Newbie here. No network experience but already running 2 TOR instances: 1 TOR service + 1 bridge.

I would like to "upgrade" to TOR relays but have a few questions relating to hardware needs.

The [TOR-friendly] ISP I'm looking at have these 4 offers available:

[1]
1 core @ 3.1GHz
1 GB RAM
10 TB/mo @ 5 Gbps BW

[2]
1 core @ 3.1GHz
2 GB RAM10 TB/mo @ 5 Gbps BW

[3]
2 core @ 3.1GHz4 GB RAM20 TB/mo @ 5 Gbps BW

[4]
3 core @ 3.1GHz
12 GB RAM30 TB/mo @ 5 Gbps BW

From [relay requirements](https://community.torproject.org/relay/relays-requirements/), my understanding is that [1] is what is expected for a guard or middle relay and [2] for an exit relay.

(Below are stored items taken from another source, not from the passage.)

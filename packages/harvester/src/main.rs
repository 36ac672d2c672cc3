//! CLI entry point for the harvester.

use tracing_subscriber::EnvFilter;
use zettel_harvester::cli;

fn main() {
    // WARN by default so progress bars stay readable; RUST_LOG overrides
    tracing_subscriber::fmt()
        .with_env_filter(
            EnvFilter::try_from_default_env().unwrap_or_else(|_| EnvFilter::new("warn")),
        )
        .with_target(false)
        .with_writer(std::io::stderr)
        .init();

    if let Err(e) = cli::run() {
        eprintln!("Error: {e}");
        std::process::exit(1);
    }
}
//! Link extraction from the archive's branch index page.
//!
//! The index is a nested list; every `<a>` inside an `<li>` points at one
//! branch view, relative to [`BRANCHVIEW_BASE_URL`].

use std::fs;
use std::path::Path;

use markup5ever_rcdom::Handle;

use crate::config::BRANCHVIEW_BASE_URL;
use crate::error::{HarvesterError, Result};
use crate::html::{attribute, is_tag, parse_html};
use crate::lines::write_lines;

/// Collect the `href` of every link inside a list item, in document order.
///
/// Hrefs are returned as written, fragment included.
///
/// # Examples
/// ```
/// use zettel_harvester::links::extract_index_links;
///
/// let html = r##"<a href="#skip">x</a><ul><li><a href="#ZK_1_NB_1_1">1/1</a></li></ul>"##;
/// assert_eq!(extract_index_links(html), vec!["#ZK_1_NB_1_1"]);
/// ```
pub fn extract_index_links(html: &str) -> Vec<String> {
    let dom = parse_html(html);
    let mut links = Vec::new();
    walk(&dom.document, false, &mut links);
    links
}

fn walk(node: &Handle, in_li: bool, links: &mut Vec<String>) {
    for child in node.children.borrow().iter() {
        let child_in_li = in_li || is_tag(child, "li");
        if child_in_li && is_tag(child, "a") {
            if let Some(href) = attribute(child, "href") {
                links.push(href);
            }
        }
        walk(child, child_in_li, links);
    }
}

/// Prefix every href with the branch view base URL.
pub fn absolutize(base: &str, hrefs: &[String]) -> Vec<String> {
    hrefs.iter().map(|href| format!("{base}{href}")).collect()
}

/// Read the saved index page and write absolute branch links.
///
/// Returns the number of links written.
pub fn extract_links_file(index_html: &Path, output: &Path) -> Result<usize> {
    if !index_html.exists() {
        return Err(HarvesterError::MissingInput(index_html.to_path_buf()));
    }
    let html = fs::read_to_string(index_html)?;
    let hrefs = extract_index_links(&html);
    if hrefs.is_empty() {
        tracing::warn!(path = %index_html.display(), "No links found in index");
    }
    write_lines(output, absolutize(BRANCHVIEW_BASE_URL, &hrefs))
}

#[cfg(test)]
mod tests {
    use super::*;
    use pretty_assertions::assert_eq;
    use tempfile::TempDir;

    const INDEX: &str = r##"
<nav><a href="/home">Home</a></nav>
<ul>
  <li><a href="#ZK_1_NB_1_1">1/1 Allgemeines</a>
    <ul>
      <li><a href="#ZK_1_NB_1-2">1/2</a></li>
    </ul>
  </li>
  <li>Kein Link</li>
  <li><a href="#ZK_1_NB_2_1">2/1</a></li>
</ul>
<p><a href="/impressum">Impressum</a></p>
"##;

    #[test]
    fn test_only_list_links_in_order() {
        assert_eq!(
            extract_index_links(INDEX),
            vec!["#ZK_1_NB_1_1", "#ZK_1_NB_1-2", "#ZK_1_NB_2_1"]
        );
    }

    #[test]
    fn test_absolutize_keeps_fragment() {
        assert_eq!(
            absolutize(BRANCHVIEW_BASE_URL, &["#ZK_1_NB_1_1".to_string()]),
            vec!["https://assets.niklas-luhmann-archiv.de/branchview#ZK_1_NB_1_1"]
        );
    }

    #[test]
    fn test_extract_links_file() {
        let dir = TempDir::new().unwrap();
        let index = dir.path().join("index.txt");
        let output = dir.path().join("parent_links.txt");
        fs::write(&index, INDEX).unwrap();

        assert_eq!(extract_links_file(&index, &output).unwrap(), 3);
        let written = fs::read_to_string(&output).unwrap();
        assert!(written.starts_with(
            "https://assets.niklas-luhmann-archiv.de/branchview#ZK_1_NB_1_1\n"
        ));
    }
}
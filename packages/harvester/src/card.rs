//! Card records as served by the archive API.
//!
//! Only the transcription is modelled; every other field of the record is
//! ignored on parse and preserved verbatim in the saved JSON file.

use std::fs;
use std::path::Path;

use serde::Deserialize;

use crate::error::Result;

/// A single Zettelkasten card record.
#[derive(Debug, Clone, Default, PartialEq, Eq, Deserialize)]
pub struct Card {
    #[serde(default)]
    pub transcription: Option<Transcription>,
}

/// Transcription of the card's handwriting.
#[derive(Debug, Clone, Default, PartialEq, Eq, Deserialize)]
#[serde(rename_all = "camelCase")]
pub struct Transcription {
    #[serde(default)]
    pub html: Option<String>,

    /// Editorial flag; unpublished transcriptions are not converted.
    #[serde(default)]
    pub ready_for_publication: bool,
}

impl Card {
    /// Parse a card from its JSON text.
    pub fn from_json(json: &str) -> Result<Self> {
        Ok(serde_json::from_str(json)?)
    }

    /// Load a card from a saved record file.
    pub fn load(path: &Path) -> Result<Self> {
        Self::from_json(&fs::read_to_string(path)?)
    }

    /// The transcription HTML, if the card has one that is ready.
    #[must_use]
    pub fn publishable_html(&self) -> Option<&str> {
        self.transcription
            .as_ref()
            .filter(|t| t.ready_for_publication)
            .and_then(|t| t.html.as_deref())
    }
}
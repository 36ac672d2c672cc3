//! Card download against a mock archive API.

use std::fs;
use std::path::PathBuf;
use std::time::Duration;

use tempfile::TempDir;
use wiremock::matchers::{method, path};
use wiremock::{Mock, MockServer, ResponseTemplate};
use zettel_harvester::fetch::{download_cards, FetchReport};
use zettel_harvester::FetchConfig;

fn test_config(server: &MockServer) -> FetchConfig {
    FetchConfig::default()
        .with_api_base_url(format!("{}/ZK/zettel/", server.uri()))
        .with_workers(2)
        .with_retries(3)
        .with_retry_delay(Duration::from_millis(10))
}

fn card_json(html: &str) -> serde_json::Value {
    serde_json::json!({
        "id": "ZK_1_NB_1-1_V",
        "transcription": { "html": html, "readyForPublication": true },
        "facsimile": { "front": "scan.jpg" }
    })
}

/// The blocking client must not run on the async runtime.
async fn download(ids: &[&str], json_dir: PathBuf, config: FetchConfig) -> FetchReport {
    let ids: Vec<String> = ids.iter().map(|s| s.to_string()).collect();
    tokio::task::spawn_blocking(move || download_cards(&ids, &json_dir, &config))
        .await
        .unwrap()
        .unwrap()
}

#[tokio::test(flavor = "multi_thread")]
async fn test_download_saves_pretty_json() {
    let server = MockServer::start().await;
    Mock::given(method("GET"))
        .and(path("/ZK/zettel/ZK_1_NB_1-1_V"))
        .respond_with(ResponseTemplate::new(200).set_body_json(card_json("<p>Sinn</p>")))
        .mount(&server)
        .await;

    let dir = TempDir::new().unwrap();
    let json_dir = dir.path().join("jsons");
    let report = download(&["ZK_1_NB_1-1_V"], json_dir.clone(), test_config(&server)).await;

    assert_eq!(report.succeeded, vec!["ZK_1_NB_1-1_V"]);
    assert!(report.failed.is_empty());

    let saved = fs::read_to_string(json_dir.join("ZK_1_NB_1-1_V.json")).unwrap();
    assert!(saved.contains("\n  \"transcription\""));
    let value: serde_json::Value = serde_json::from_str(&saved).unwrap();
    assert_eq!(value, card_json("<p>Sinn</p>"));
}

#[tokio::test(flavor = "multi_thread")]
async fn test_server_error_is_retried() {
    let server = MockServer::start().await;
    Mock::given(method("GET"))
        .and(path("/ZK/zettel/ZK_1_NB_2_V"))
        .respond_with(ResponseTemplate::new(503))
        .up_to_n_times(1)
        .mount(&server)
        .await;
    Mock::given(method("GET"))
        .and(path("/ZK/zettel/ZK_1_NB_2_V"))
        .respond_with(ResponseTemplate::new(200).set_body_json(card_json("<p>x</p>")))
        .mount(&server)
        .await;

    let dir = TempDir::new().unwrap();
    let report = download(&["ZK_1_NB_2_V"], dir.path().to_path_buf(), test_config(&server)).await;

    assert_eq!(report.succeeded, vec!["ZK_1_NB_2_V"]);
    assert!(dir.path().join("ZK_1_NB_2_V.json").exists());
}

#[tokio::test(flavor = "multi_thread")]
async fn test_failures_do_not_abort_batch() {
    let server = MockServer::start().await;
    Mock::given(method("GET"))
        .and(path("/ZK/zettel/ZK_1_NB_3_V"))
        .respond_with(ResponseTemplate::new(200).set_body_json(card_json("<p>x</p>")))
        .mount(&server)
        .await;
    Mock::given(method("GET"))
        .and(path("/ZK/zettel/ZK_1_NB_4_V"))
        .respond_with(ResponseTemplate::new(404))
        .expect(1)
        .mount(&server)
        .await;
    Mock::given(method("GET"))
        .and(path("/ZK/zettel/ZK_1_NB_5_V"))
        .respond_with(ResponseTemplate::new(500))
        .expect(3)
        .mount(&server)
        .await;
    Mock::given(method("GET"))
        .and(path("/ZK/zettel/ZK_1_NB_6_V"))
        .respond_with(ResponseTemplate::new(200).set_body_string("not json"))
        .mount(&server)
        .await;

    let dir = TempDir::new().unwrap();
    let report = download(
        &["ZK_1_NB_3_V", "ZK_1_NB_4_V", "ZK_1_NB_5_V", "ZK_1_NB_6_V"],
        dir.path().to_path_buf(),
        test_config(&server),
    )
    .await;

    assert_eq!(report.succeeded, vec!["ZK_1_NB_3_V"]);
    assert_eq!(
        report.failed_ids(),
        vec!["ZK_1_NB_4_V", "ZK_1_NB_5_V", "ZK_1_NB_6_V"]
    );
    assert_eq!(report.retryable_ids(), vec!["ZK_1_NB_5_V"]);
    assert_eq!(report.fatal_ids(), vec!["ZK_1_NB_4_V", "ZK_1_NB_6_V"]);
    assert!(!dir.path().join("ZK_1_NB_4_V.json").exists());
    assert!(!dir.path().join("ZK_1_NB_6_V.json").exists());
}
//! Card links from saved branch view pages.
//!
//! Each branch view renders its cards as one SVG graph whose nodes link to
//! the card pages. Snapshots with several SVGs are ambiguous and are
//! reported instead of guessed at.

use std::collections::HashSet;
use std::fs;
use std::path::{Path, PathBuf};
use std::sync::LazyLock;

use regex::Regex;
use walkdir::WalkDir;

use crate::error::{HarvesterError, Result};
use crate::lines::write_lines;

#[allow(clippy::expect_used)] // Static regex that is guaranteed to be valid
static SVG_ELEMENT: LazyLock<Regex> =
    LazyLock::new(|| Regex::new(r"(?s)<svg.*?</svg>").expect("valid regex"));

#[allow(clippy::expect_used)] // Static regex that is guaranteed to be valid
static HREF_ATTRIBUTE: LazyLock<Regex> = LazyLock::new(|| {
    Regex::new(r#"(?s)(?:xlink:)?href=(?:"(.*?)"|'(.*?)')"#).expect("valid regex")
});

/// All `<svg>...</svg>` spans in a page.
pub fn find_svg_elements(content: &str) -> Vec<&str> {
    SVG_ELEMENT.find_iter(content).map(|m| m.as_str()).collect()
}

/// `href` and `xlink:href` values, deduplicated in first-seen order.
///
/// # Examples
/// ```
/// use zettel_harvester::branches::extract_href_links;
///
/// let svg = r#"<svg><a xlink:href="/z/1"/><a href='/z/2'/><a href="/z/1"/></svg>"#;
/// assert_eq!(extract_href_links(svg), vec!["/z/1", "/z/2"]);
/// ```
pub fn extract_href_links(svg: &str) -> Vec<String> {
    let mut seen = HashSet::new();
    HREF_ATTRIBUTE
        .captures_iter(svg)
        .filter_map(|caps| caps.get(1).or_else(|| caps.get(2)))
        .map(|m| m.as_str().to_string())
        .filter(|link| seen.insert(link.clone()))
        .collect()
}

/// Result of scanning a snapshot directory.
#[derive(Debug, Default)]
pub struct BranchScan {
    /// Snapshot file name and its card links, for single-SVG snapshots.
    pub branches: Vec<(String, Vec<String>)>,

    /// Snapshot file name and SVG count, for snapshots with more than one.
    pub anomalies: Vec<(String, usize)>,
}

/// Scan every `.txt` snapshot directly inside `dir`, in file name order.
pub fn scan_snapshots(dir: &Path) -> Result<BranchScan> {
    if !dir.is_dir() {
        return Err(HarvesterError::MissingInput(dir.to_path_buf()));
    }

    let mut scan = BranchScan::default();
    for entry in WalkDir::new(dir)
        .min_depth(1)
        .max_depth(1)
        .sort_by_file_name()
    {
        let entry = entry.map_err(|e| HarvesterError::Io(e.into()))?;
        let path = entry.path();
        if !entry.file_type().is_file() || path.extension().is_none_or(|ext| ext != "txt") {
            continue;
        }
        let name = entry.file_name().to_string_lossy().to_string();

        let content = match fs::read_to_string(path) {
            Ok(content) => content,
            Err(e) => {
                tracing::warn!(file = %name, error = %e, "Unreadable snapshot");
                continue;
            }
        };

        let svgs = find_svg_elements(&content);
        match svgs.len() {
            0 => tracing::debug!(file = %name, "No SVG in snapshot"),
            1 => {
                let links = extract_href_links(svgs[0]);
                if !links.is_empty() {
                    scan.branches.push((name, links));
                }
            }
            n => {
                tracing::warn!(file = %name, svg_count = n, "Ambiguous snapshot");
                scan.anomalies.push((name, n));
            }
        }
    }
    Ok(scan)
}

/// Write `links_<snapshot name>` for each branch; returns the paths written.
pub fn write_branch_links(scan: &BranchScan, out_dir: &Path) -> Result<Vec<PathBuf>> {
    fs::create_dir_all(out_dir)?;
    let mut written = Vec::with_capacity(scan.branches.len());
    for (name, links) in &scan.branches {
        let path = out_dir.join(format!("links_{name}"));
        write_lines(&path, links)?;
        written.push(path);
    }
    Ok(written)
}
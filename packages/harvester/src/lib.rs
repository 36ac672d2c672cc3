//! Zettel Harvester - Collect the Luhmann card archive into ordered Markdown.
//!
//! Card links are gathered from the branch index and branch view snapshots,
//! put into archive order, merged into a master index, downloaded as JSON
//! records and converted to Markdown whose first word is bolded.
//!
//! # Example
//!
//! ```
//! use zettel_harvester::label::{extract_label, order};
//!
//! assert_eq!(extract_label("https://x/zettel/ZK_1_NB_1-5a_V"), "1-5a");
//! assert_eq!(order(vec!["1-10", "1-2", "1-2a", "1-1"]), vec!["1-1", "1-2", "1-2a", "1-10"]);
//! ```
//!
//! # Architecture
//!
//! - [`label`]: Card label tokenizing and archive ordering
//! - [`config`]: Constants, workspace layout and fetch settings
//! - [`error`]: Error types and Result alias
//! - [`lines`]: Line-delimited list files
//! - [`html`]: html5ever DOM helpers
//! - [`links`]: Branch links from the index page
//! - [`branches`]: Card links from branch view snapshots
//! - [`reorder`]: Ordering of branch link files
//! - [`master`]: Master index assembly
//! - [`http`]: HTTP client with retries
//! - [`fetch`]: Concurrent card record download
//! - [`card`]: Card record model
//! - [`markdown`]: Transcription HTML to Markdown
//! - [`convert`]: Record to Markdown conversion
//! - [`progress`]: Progress and duplicate reports
//! - [`bold`]: First-word bolding and its quality check
//! - [`cli`]: Command-line interface

pub mod bold;
pub mod branches;
pub mod card;
pub mod cli;
pub mod config;
pub mod convert;
pub mod error;
pub mod fetch;
pub mod html;
pub mod http;
pub mod label;
pub mod lines;
pub mod links;
pub mod markdown;
pub mod master;
pub mod progress;
pub mod reorder;

// Re-export the ordering core
pub use label::{compare, extract_label, order, order_by, tokenize, LabelPattern, Token, TokenSequence};

// Re-export commonly used items
pub use config::{FetchConfig, WorkspaceLayout};
pub use error::{HarvesterError, Result};
//! Bolding of the first word of converted cards, and its quality check.
//!
//! Card text opens with a keyword. After conversion that keyword should be
//! wrapped as `**keyword**` on the first non-empty line.

use std::collections::BTreeMap;
use std::fs;
use std::path::{Path, PathBuf};
use std::sync::LazyLock;

use regex::Regex;

use crate::config::MAX_FIRST_WORD_LEN;
use crate::error::Result;
use crate::reorder::list_files;

#[allow(clippy::expect_used)] // Static regex that is guaranteed to be valid
static DOUBLE_BOLD: LazyLock<Regex> =
    LazyLock::new(|| Regex::new(r"^\*\*\*\*([^*]+)\*\*\*\*").expect("valid regex"));

#[allow(clippy::expect_used)] // Static regex that is guaranteed to be valid
static BOLD_START: LazyLock<Regex> =
    LazyLock::new(|| Regex::new(r"^\*\*[^*]+\*\*").expect("valid regex"));

/// Index of the first line with non-whitespace content.
fn first_content_line(lines: &[&str]) -> Option<usize> {
    lines.iter().position(|line| !line.trim().is_empty())
}

/// Replace the first non-empty line of `content` with `f(line)`.
fn rewrite_first_line(content: &str, f: impl FnOnce(&str) -> String) -> Option<String> {
    let lines: Vec<&str> = content.split('\n').collect();
    let idx = first_content_line(&lines)?;
    let replaced = f(lines[idx]);
    let rewritten: Vec<&str> = lines
        .iter()
        .enumerate()
        .map(|(i, line)| if i == idx { replaced.as_str() } else { *line })
        .collect();
    Some(rewritten.join("\n"))
}

/// Collapse `****text****` at the start of the first non-empty line to
/// `**text**`. `None` when there is nothing to fix.
///
/// # Examples
/// ```
/// use zettel_harvester::bold::fix_double_bold;
///
/// assert_eq!(
///     fix_double_bold("****Begriff**** der Form").as_deref(),
///     Some("**Begriff** der Form")
/// );
/// assert_eq!(fix_double_bold("**Begriff** der Form"), None);
/// ```
pub fn fix_double_bold(content: &str) -> Option<String> {
    let lines: Vec<&str> = content.split('\n').collect();
    let first = lines[first_content_line(&lines)?];
    let caps = DOUBLE_BOLD.captures(first)?;
    let whole = caps.get(0)?;
    let inner = caps.get(1)?.as_str().to_string();
    let rest_start = whole.end();
    rewrite_first_line(content, |line| format!("**{inner}**{}", &line[rest_start..]))
}

/// Check whether the first non-empty line opens with `**text**`.
///
/// Content without any text counts as bolded, so it is left alone.
pub fn is_bolded(content: &str) -> bool {
    let lines: Vec<&str> = content.split('\n').collect();
    match first_content_line(&lines) {
        Some(idx) => BOLD_START.is_match(lines[idx]),
        None => true,
    }
}

/// Result of trying to bold the first word.
#[derive(Debug, Clone, PartialEq, Eq)]
pub enum BoldOutcome {
    /// No text at all.
    Empty,

    AlreadyBolded,

    /// First word longer than [`MAX_FIRST_WORD_LEN`] characters; most likely
    /// not a keyword.
    TooLong,

    /// The rewritten content.
    Bolded(String),
}

/// Wrap the first word of the first non-empty line in `**`.
///
/// The word ends at the first space or `[` (the start of a link).
///
/// # Examples
/// ```
/// use zettel_harvester::bold::{bold_first_word, BoldOutcome};
///
/// assert_eq!(
///     bold_first_word("\nSinn[1](x) ist"),
///     BoldOutcome::Bolded("\n**Sinn**[1](x) ist".to_string())
/// );
/// ```
pub fn bold_first_word(content: &str) -> BoldOutcome {
    if content.trim().is_empty() {
        return BoldOutcome::Empty;
    }
    if is_bolded(content) {
        return BoldOutcome::AlreadyBolded;
    }

    let lines: Vec<&str> = content.split('\n').collect();
    let Some(idx) = first_content_line(&lines) else {
        return BoldOutcome::Empty;
    };
    let line = lines[idx];
    let end = line.find([' ', '[']).unwrap_or(line.len());
    if line[..end].chars().count() > MAX_FIRST_WORD_LEN {
        return BoldOutcome::TooLong;
    }

    match rewrite_first_line(content, |line| format!("**{}**{}", &line[..end], &line[end..])) {
        Some(bolded) => BoldOutcome::Bolded(bolded),
        None => BoldOutcome::Empty,
    }
}

/// Tally of a bolding run over a directory.
#[derive(Debug, Default, Clone, PartialEq, Eq)]
pub struct BoldReport {
    pub fixed_double: usize,
    pub already_bolded: usize,
    pub bolded: usize,
    pub empty: usize,
    pub too_long: Vec<PathBuf>,
}

fn markdown_files(dir: &Path) -> Result<Vec<PathBuf>> {
    Ok(list_files(dir)?
        .into_iter()
        .filter(|p| p.extension().is_some_and(|e| e == "txt"))
        .collect())
}

/// Fix double bolding, then bold the first word, of every `.txt` in `dir`.
pub fn bold_dir(dir: &Path) -> Result<BoldReport> {
    let files = markdown_files(dir)?;
    let mut report = BoldReport::default();

    for path in &files {
        let content = fs::read_to_string(path)?;
        if let Some(fixed) = fix_double_bold(&content) {
            tracing::debug!(path = %path.display(), "Fixed double bolding");
            fs::write(path, fixed)?;
            report.fixed_double += 1;
        }
    }

    for path in &files {
        let content = fs::read_to_string(path)?;
        match bold_first_word(&content) {
            BoldOutcome::Empty => report.empty += 1,
            BoldOutcome::AlreadyBolded => report.already_bolded += 1,
            BoldOutcome::TooLong => {
                tracing::debug!(path = %path.display(), "First word too long");
                report.too_long.push(path.clone());
            }
            BoldOutcome::Bolded(bolded) => {
                fs::write(path, bolded)?;
                report.bolded += 1;
            }
        }
    }

    tracing::info!(
        files = files.len(),
        fixed_double = report.fixed_double,
        bolded = report.bolded,
        already_bolded = report.already_bolded,
        too_long = report.too_long.len(),
        "Bolding finished"
    );
    Ok(report)
}

/// Number of `*` at the start of the first non-empty line.
fn leading_asterisks(content: &str) -> usize {
    content
        .split('\n')
        .find(|line| !line.trim().is_empty())
        .map_or(0, |line| line.chars().take_while(|&c| c == '*').count())
}

/// Bolding state of a directory of Markdown files.
#[derive(Debug, Default, Clone, PartialEq, Eq)]
pub struct QualityReport {
    pub total: usize,
    /// Leading asterisk count -> number of files.
    pub distribution: BTreeMap<usize, usize>,
    /// Files not opening with exactly `**text**`, empty ones included.
    pub issues: Vec<PathBuf>,
}

/// Check that every `.txt` in `dir` opens with a properly bolded word.
pub fn check_quality(dir: &Path) -> Result<QualityReport> {
    let files = markdown_files(dir)?;
    let mut report = QualityReport {
        total: files.len(),
        ..QualityReport::default()
    };

    for path in files {
        let content = fs::read_to_string(&path)?;
        let stars = leading_asterisks(&content);
        *report.distribution.entry(stars).or_insert(0) += 1;

        let proper = !content.trim().is_empty() && stars == 2 && is_bolded(&content);
        if !proper {
            report.issues.push(path);
        }
    }
    Ok(report)
}

#[cfg(test)]
mod tests {
    use super::*;
    use pretty_assertions::assert_eq;
    use tempfile::TempDir;

    #[test]
    fn test_fix_double_bold_on_first_content_line() {
        assert_eq!(
            fix_double_bold("\n\n****Sinn**** ist\nmehr").as_deref(),
            Some("\n\n**Sinn** ist\nmehr")
        );
        assert_eq!(fix_double_bold(""), None);
        assert_eq!(fix_double_bold("Text ****x****"), None);
    }

    #[test]
    fn test_is_bolded() {
        assert!(is_bolded("**Sinn** ist"));
        assert!(is_bolded("  \n\n"));
        assert!(!is_bolded("Sinn ist"));
        assert!(!is_bolded("****Sinn****"));
    }

    #[test]
    fn test_bold_first_word() {
        assert_eq!(
            bold_first_word("Sinn ist\nmehr"),
            BoldOutcome::Bolded("**Sinn** ist\nmehr".to_string())
        );
        assert_eq!(
            bold_first_word("Einzelwort"),
            BoldOutcome::Bolded("**Einzelwort**".to_string())
        );
        assert_eq!(bold_first_word("**Sinn** ist"), BoldOutcome::AlreadyBolded);
        assert_eq!(bold_first_word("   "), BoldOutcome::Empty);
    }

    #[test]
    fn test_bold_first_word_length_limit() {
        let exactly = "a".repeat(MAX_FIRST_WORD_LEN);
        assert!(matches!(bold_first_word(&exactly), BoldOutcome::Bolded(_)));
        let over = "a".repeat(MAX_FIRST_WORD_LEN + 1);
        assert_eq!(bold_first_word(&format!("{over} rest")), BoldOutcome::TooLong);
    }

    #[test]
    fn test_word_length_counts_characters() {
        // 20 umlauts are 40 bytes but still a short word.
        let word = "ü".repeat(MAX_FIRST_WORD_LEN);
        assert!(matches!(bold_first_word(&word), BoldOutcome::Bolded(_)));
    }

    #[test]
    fn test_bold_dir_and_quality() {
        let dir = TempDir::new().unwrap();
        fs::write(dir.path().join("a.txt"), "****Sinn**** ist").unwrap();
        fs::write(dir.path().join("b.txt"), "Form und Medium").unwrap();
        fs::write(dir.path().join("c.txt"), "Gesellschaftsdifferenzierung ist").unwrap();
        fs::write(dir.path().join("d.txt"), "").unwrap();
        fs::write(dir.path().join("notes.md"), "ignored").unwrap();

        let before = check_quality(dir.path()).unwrap();
        assert_eq!(before.total, 4);
        assert_eq!(before.distribution.get(&4), Some(&1));
        assert_eq!(before.issues.len(), 4);

        let report = bold_dir(dir.path()).unwrap();
        assert_eq!(report.fixed_double, 1);
        assert_eq!(report.already_bolded, 1);
        assert_eq!(report.bolded, 1);
        assert_eq!(report.empty, 1);
        assert_eq!(report.too_long, vec![dir.path().join("c.txt")]);

        assert_eq!(fs::read_to_string(dir.path().join("a.txt")).unwrap(), "**Sinn** ist");
        assert_eq!(
            fs::read_to_string(dir.path().join("b.txt")).unwrap(),
            "**Form** und Medium"
        );

        let after = check_quality(dir.path()).unwrap();
        assert_eq!(after.distribution.get(&2), Some(&2));
        assert_eq!(
            after.issues,
            vec![dir.path().join("c.txt"), dir.path().join("d.txt")]
        );
    }
}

My preferred choice at the moment is [3] where I would like to have 3 relays (one of each type; 3.5 GB RAM needed). Each relay would be limited to, say, 6.6 TB/mo BW. This would allow me to experiment and get used to the network and its requirements.

My questions is about future increase. If I want to increase my offer to the TOR network I could:

- Negotiate with my ISP to increase my BW to 30 TB/mo while still running on [3] and increase each BW limit to 10 TB/mo;
- Move my 3 relays on [4] and increase each BW limit to 10 TB/mo;
- Move my 3 relays on [4], add 2 IP addresses and 6 relays (2 of each type; 10.5 GB RAM needed total), and limit each relay to 3.3 TB/mo.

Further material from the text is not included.